--- Source data Enclosed Below ---

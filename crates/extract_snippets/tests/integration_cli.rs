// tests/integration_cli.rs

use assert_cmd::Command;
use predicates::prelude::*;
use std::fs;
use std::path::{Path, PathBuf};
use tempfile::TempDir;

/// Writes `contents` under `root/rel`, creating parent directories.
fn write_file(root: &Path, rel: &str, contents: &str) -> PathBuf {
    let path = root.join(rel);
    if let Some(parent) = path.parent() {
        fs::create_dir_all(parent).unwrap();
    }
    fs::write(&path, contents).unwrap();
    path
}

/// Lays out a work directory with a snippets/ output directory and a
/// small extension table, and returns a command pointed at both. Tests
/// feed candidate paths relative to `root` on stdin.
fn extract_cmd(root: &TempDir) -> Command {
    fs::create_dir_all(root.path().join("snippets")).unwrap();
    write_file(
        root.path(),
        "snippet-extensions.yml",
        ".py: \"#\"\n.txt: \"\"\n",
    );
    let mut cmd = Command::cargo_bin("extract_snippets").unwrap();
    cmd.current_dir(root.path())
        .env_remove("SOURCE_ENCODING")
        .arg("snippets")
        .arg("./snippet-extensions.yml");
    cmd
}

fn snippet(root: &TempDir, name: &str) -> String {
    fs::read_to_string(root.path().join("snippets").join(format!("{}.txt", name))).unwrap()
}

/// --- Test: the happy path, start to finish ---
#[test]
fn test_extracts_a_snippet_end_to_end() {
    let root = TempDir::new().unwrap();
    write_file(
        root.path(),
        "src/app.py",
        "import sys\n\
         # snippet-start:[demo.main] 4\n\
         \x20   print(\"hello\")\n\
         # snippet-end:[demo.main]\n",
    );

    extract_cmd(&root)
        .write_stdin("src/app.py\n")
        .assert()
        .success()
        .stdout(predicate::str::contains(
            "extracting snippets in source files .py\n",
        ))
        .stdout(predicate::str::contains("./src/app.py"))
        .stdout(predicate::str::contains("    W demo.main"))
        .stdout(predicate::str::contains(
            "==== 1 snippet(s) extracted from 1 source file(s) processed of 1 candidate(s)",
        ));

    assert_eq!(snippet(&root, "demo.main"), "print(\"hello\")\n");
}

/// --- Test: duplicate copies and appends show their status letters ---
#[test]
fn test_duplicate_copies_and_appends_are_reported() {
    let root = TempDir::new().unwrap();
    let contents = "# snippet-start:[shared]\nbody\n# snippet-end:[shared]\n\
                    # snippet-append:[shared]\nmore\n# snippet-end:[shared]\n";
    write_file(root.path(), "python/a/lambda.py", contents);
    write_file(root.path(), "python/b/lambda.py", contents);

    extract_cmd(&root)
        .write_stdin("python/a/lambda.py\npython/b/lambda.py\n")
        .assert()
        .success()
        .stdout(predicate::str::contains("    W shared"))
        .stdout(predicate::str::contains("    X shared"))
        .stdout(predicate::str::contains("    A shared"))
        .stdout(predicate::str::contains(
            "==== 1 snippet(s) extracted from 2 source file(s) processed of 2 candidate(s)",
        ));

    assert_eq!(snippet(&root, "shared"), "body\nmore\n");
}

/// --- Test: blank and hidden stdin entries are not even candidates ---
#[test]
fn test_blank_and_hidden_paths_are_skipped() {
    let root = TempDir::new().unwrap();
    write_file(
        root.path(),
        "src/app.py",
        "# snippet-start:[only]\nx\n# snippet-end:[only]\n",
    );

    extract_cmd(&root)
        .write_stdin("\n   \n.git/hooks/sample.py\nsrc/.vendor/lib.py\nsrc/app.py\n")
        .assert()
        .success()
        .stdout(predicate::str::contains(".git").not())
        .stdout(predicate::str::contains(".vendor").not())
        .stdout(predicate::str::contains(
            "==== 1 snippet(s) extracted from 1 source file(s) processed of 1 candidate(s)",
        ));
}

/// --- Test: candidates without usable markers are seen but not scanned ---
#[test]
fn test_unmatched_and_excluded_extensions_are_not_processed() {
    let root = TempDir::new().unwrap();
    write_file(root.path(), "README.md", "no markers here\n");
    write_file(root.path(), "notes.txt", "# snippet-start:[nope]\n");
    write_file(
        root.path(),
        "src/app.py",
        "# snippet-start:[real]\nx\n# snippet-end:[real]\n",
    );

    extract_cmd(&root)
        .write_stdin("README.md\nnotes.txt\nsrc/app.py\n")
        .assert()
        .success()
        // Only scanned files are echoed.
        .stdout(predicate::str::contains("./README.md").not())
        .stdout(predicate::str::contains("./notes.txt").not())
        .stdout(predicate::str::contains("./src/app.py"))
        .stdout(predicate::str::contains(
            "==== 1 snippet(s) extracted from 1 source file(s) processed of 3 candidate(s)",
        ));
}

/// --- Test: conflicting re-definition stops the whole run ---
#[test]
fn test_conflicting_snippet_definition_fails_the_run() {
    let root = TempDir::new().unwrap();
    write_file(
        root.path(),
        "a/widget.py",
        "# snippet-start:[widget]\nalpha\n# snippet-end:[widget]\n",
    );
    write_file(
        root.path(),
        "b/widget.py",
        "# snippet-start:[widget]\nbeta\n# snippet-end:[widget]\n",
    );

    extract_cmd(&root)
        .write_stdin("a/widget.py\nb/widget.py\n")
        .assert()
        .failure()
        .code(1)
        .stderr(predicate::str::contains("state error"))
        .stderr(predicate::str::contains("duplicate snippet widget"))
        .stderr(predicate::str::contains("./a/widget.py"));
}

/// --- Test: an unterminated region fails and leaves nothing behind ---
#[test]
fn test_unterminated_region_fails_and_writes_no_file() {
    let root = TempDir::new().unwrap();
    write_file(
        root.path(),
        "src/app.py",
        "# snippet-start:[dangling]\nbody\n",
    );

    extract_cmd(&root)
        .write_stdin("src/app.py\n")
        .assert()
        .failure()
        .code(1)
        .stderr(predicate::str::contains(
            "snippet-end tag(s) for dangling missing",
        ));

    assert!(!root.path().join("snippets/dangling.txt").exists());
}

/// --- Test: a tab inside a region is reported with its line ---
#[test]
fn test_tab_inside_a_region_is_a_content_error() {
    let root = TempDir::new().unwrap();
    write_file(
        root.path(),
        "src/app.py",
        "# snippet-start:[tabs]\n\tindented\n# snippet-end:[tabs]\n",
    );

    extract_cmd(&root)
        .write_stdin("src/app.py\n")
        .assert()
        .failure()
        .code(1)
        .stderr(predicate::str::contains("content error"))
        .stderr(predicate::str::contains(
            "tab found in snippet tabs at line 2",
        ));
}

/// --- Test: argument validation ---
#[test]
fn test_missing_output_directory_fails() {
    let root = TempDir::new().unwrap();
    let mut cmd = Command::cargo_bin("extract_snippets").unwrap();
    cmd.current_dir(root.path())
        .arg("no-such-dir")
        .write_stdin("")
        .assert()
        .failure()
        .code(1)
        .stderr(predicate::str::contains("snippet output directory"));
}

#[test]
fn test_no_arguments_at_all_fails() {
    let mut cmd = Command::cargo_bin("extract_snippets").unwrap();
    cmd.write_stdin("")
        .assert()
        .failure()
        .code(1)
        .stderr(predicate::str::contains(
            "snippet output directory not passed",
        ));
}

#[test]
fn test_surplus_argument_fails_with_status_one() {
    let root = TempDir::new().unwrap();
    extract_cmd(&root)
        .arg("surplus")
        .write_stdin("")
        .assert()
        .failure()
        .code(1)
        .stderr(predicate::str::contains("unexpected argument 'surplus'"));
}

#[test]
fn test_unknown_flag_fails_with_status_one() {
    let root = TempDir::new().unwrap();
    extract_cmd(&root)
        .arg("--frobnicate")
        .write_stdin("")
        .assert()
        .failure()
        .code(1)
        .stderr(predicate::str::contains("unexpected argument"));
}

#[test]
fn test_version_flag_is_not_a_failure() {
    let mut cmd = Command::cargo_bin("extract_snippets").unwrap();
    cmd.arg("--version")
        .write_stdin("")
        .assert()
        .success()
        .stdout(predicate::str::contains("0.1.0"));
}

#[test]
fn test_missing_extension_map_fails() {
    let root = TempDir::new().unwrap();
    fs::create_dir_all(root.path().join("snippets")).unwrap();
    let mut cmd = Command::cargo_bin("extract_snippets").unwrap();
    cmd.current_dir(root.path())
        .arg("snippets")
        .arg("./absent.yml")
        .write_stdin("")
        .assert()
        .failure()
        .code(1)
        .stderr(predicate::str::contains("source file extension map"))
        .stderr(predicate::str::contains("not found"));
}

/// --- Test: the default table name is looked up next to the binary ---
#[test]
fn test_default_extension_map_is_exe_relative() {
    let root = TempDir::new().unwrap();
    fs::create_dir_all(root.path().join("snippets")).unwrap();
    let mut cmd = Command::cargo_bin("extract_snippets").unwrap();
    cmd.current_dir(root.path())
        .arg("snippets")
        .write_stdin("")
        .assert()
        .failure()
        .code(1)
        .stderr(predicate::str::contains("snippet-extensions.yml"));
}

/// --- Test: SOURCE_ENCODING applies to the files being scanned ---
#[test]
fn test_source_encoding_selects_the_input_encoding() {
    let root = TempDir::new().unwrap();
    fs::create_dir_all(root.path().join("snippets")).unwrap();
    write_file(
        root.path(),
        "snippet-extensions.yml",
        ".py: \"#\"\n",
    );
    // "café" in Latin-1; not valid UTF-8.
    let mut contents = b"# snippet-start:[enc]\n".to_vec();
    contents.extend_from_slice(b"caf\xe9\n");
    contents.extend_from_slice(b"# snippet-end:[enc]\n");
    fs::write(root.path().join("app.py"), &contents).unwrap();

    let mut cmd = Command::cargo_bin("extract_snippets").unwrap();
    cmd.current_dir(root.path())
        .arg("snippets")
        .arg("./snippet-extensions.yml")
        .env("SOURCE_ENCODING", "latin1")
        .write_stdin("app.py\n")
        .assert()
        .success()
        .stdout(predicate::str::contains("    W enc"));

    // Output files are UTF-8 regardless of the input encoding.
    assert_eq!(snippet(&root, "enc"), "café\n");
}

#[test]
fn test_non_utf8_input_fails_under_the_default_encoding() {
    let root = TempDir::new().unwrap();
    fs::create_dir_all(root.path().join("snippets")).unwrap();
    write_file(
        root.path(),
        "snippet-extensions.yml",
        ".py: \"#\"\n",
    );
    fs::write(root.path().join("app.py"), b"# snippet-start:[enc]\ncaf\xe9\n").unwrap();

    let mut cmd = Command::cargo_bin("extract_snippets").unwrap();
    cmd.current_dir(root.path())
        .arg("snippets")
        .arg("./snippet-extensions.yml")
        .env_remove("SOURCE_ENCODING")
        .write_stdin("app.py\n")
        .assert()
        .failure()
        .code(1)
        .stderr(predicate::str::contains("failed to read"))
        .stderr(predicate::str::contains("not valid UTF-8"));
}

--- End of Enclosed Source data ---
--- Source data Enclosed Below ---

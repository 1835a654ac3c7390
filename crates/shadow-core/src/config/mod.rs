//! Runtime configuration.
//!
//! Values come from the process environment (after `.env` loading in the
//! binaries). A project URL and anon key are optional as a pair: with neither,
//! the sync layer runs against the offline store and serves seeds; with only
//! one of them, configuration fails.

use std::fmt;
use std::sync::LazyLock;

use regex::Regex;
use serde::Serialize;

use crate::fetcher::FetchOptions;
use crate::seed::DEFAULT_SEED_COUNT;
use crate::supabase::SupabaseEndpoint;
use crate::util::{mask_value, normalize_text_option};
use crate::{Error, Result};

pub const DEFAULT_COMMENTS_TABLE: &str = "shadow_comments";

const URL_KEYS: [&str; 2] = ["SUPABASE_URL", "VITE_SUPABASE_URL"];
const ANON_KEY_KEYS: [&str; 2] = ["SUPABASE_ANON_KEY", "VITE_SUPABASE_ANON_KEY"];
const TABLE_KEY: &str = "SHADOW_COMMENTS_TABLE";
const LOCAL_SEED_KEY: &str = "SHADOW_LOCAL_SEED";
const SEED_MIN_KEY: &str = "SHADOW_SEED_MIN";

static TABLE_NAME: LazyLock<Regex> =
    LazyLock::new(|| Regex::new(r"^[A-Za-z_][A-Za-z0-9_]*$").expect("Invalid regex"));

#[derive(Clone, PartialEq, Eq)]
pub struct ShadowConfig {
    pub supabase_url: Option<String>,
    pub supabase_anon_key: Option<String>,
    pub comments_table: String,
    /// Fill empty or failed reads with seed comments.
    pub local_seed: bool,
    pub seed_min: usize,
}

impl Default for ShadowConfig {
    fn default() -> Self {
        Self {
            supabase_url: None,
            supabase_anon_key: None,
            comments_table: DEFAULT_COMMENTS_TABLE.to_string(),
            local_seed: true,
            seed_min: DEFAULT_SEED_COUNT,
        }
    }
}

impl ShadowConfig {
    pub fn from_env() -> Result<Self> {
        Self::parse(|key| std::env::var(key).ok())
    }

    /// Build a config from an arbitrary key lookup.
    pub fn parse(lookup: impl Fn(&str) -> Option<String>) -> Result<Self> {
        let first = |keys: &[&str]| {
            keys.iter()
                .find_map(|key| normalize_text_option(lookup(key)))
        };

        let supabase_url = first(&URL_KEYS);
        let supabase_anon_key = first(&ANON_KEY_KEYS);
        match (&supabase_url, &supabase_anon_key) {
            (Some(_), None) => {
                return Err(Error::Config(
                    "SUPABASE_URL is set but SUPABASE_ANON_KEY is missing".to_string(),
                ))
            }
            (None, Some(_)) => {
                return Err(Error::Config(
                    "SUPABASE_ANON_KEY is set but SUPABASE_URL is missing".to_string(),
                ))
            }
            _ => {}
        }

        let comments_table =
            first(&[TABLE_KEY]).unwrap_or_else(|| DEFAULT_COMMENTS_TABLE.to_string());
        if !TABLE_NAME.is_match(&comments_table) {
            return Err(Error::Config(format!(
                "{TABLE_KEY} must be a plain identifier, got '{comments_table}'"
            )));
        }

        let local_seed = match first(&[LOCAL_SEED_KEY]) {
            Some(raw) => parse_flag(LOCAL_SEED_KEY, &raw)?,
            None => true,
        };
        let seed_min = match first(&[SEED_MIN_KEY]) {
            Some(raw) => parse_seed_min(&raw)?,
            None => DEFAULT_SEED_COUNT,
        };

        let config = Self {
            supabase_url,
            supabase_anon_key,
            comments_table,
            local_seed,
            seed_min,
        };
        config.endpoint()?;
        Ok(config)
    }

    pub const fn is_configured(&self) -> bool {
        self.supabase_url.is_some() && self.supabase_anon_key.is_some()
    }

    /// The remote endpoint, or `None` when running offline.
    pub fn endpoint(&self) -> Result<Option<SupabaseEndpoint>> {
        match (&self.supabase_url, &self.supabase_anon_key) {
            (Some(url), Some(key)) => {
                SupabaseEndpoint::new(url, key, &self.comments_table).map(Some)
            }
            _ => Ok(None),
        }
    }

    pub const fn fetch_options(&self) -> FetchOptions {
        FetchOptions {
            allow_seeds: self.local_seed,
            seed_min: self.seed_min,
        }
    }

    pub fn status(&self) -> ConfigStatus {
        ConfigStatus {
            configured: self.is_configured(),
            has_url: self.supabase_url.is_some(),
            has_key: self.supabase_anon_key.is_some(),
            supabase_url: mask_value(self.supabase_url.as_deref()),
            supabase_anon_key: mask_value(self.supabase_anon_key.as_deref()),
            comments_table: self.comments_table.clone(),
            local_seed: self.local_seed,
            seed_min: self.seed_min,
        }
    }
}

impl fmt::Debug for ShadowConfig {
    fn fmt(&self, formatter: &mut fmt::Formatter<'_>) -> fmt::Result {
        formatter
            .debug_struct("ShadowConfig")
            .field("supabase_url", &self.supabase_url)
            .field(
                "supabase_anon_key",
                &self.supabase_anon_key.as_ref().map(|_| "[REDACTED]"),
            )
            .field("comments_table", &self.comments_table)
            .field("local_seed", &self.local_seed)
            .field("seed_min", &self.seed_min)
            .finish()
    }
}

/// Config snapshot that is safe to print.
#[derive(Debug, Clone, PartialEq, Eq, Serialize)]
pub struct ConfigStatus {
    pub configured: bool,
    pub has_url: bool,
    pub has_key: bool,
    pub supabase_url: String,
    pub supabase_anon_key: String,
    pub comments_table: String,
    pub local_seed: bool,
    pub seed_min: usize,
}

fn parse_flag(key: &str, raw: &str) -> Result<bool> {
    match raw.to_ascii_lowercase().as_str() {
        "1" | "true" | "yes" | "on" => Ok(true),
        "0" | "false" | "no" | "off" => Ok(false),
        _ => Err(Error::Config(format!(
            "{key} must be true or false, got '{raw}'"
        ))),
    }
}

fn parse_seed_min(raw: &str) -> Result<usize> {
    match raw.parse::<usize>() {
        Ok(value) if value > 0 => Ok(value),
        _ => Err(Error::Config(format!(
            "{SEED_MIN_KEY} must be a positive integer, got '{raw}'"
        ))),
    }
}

--- End of Enclosed Source data ---
--- Source data Enclosed Below ---

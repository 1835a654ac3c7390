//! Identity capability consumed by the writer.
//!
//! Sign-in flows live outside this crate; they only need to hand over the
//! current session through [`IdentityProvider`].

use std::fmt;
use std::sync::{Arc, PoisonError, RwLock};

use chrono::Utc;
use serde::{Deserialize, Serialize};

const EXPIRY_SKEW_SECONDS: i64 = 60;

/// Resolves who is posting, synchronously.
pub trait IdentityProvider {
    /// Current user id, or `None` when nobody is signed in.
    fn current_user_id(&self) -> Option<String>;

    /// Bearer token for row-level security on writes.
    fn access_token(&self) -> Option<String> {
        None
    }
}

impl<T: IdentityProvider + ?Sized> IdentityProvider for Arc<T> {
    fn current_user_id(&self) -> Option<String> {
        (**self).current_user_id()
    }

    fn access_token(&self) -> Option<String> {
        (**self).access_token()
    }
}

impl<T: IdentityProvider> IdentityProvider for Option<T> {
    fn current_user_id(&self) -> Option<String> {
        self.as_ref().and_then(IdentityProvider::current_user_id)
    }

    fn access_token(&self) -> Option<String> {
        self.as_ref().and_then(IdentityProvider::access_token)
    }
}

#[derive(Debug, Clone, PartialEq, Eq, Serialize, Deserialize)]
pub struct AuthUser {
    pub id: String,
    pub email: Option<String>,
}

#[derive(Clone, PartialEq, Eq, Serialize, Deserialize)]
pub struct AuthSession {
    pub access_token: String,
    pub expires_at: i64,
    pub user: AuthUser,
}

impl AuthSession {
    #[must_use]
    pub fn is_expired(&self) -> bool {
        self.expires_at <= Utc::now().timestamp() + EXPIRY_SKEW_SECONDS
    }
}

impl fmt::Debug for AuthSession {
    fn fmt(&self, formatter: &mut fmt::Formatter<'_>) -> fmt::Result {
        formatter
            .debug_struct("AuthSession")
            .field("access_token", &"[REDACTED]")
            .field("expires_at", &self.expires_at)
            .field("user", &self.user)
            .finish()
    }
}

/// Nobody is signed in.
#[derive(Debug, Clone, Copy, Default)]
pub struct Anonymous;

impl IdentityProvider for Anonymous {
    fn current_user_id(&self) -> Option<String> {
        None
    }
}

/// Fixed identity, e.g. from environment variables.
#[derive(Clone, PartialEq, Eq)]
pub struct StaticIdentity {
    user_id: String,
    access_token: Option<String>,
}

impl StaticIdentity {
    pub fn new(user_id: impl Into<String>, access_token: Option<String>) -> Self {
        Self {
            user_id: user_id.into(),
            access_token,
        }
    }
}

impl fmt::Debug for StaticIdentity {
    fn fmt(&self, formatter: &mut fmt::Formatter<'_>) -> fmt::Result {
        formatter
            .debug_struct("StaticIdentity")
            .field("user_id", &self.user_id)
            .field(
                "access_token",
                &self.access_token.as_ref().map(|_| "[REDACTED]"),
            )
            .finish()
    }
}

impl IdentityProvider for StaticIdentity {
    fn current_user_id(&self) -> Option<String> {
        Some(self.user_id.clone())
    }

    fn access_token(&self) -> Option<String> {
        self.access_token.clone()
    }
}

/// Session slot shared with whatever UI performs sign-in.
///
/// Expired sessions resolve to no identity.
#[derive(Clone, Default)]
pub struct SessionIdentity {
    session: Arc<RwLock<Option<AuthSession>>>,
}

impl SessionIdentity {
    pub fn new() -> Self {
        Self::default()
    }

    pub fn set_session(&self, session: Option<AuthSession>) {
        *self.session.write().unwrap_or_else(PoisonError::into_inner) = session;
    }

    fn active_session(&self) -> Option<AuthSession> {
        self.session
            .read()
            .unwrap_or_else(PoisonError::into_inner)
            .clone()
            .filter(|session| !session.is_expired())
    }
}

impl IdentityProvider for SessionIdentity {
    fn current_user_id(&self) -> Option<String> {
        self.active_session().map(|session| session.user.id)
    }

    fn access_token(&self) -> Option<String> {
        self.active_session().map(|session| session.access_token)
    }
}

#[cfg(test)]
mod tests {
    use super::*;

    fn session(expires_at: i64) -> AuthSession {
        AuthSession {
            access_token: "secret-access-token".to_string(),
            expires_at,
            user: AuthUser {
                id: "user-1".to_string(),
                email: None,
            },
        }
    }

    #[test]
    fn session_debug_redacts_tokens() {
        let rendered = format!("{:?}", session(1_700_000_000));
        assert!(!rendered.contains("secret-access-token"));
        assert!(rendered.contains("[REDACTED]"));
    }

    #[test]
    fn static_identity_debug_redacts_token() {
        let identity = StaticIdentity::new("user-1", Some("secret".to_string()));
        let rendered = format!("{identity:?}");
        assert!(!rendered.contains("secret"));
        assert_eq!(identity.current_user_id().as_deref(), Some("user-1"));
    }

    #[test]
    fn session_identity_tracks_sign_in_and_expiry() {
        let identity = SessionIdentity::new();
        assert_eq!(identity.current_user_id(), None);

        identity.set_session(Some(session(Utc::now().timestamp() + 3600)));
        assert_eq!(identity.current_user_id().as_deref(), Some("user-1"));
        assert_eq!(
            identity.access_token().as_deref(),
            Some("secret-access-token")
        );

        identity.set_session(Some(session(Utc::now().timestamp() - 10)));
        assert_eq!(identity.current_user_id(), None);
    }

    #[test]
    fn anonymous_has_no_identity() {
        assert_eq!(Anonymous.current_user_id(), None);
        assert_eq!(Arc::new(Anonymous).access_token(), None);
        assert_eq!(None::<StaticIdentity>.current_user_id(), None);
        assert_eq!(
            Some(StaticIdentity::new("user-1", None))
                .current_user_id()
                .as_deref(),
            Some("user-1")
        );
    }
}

--- End of Enclosed Source data ---

Problem details
Pull out all lines from the entries above that include the word "README".

Answer
    write_file(root.path(), "README.md", "no markers here\n");
        .write_stdin("README.md\nnotes.txt\nsrc/app.py\n")
        .stdout(predicate::str::contains("./README.md").not())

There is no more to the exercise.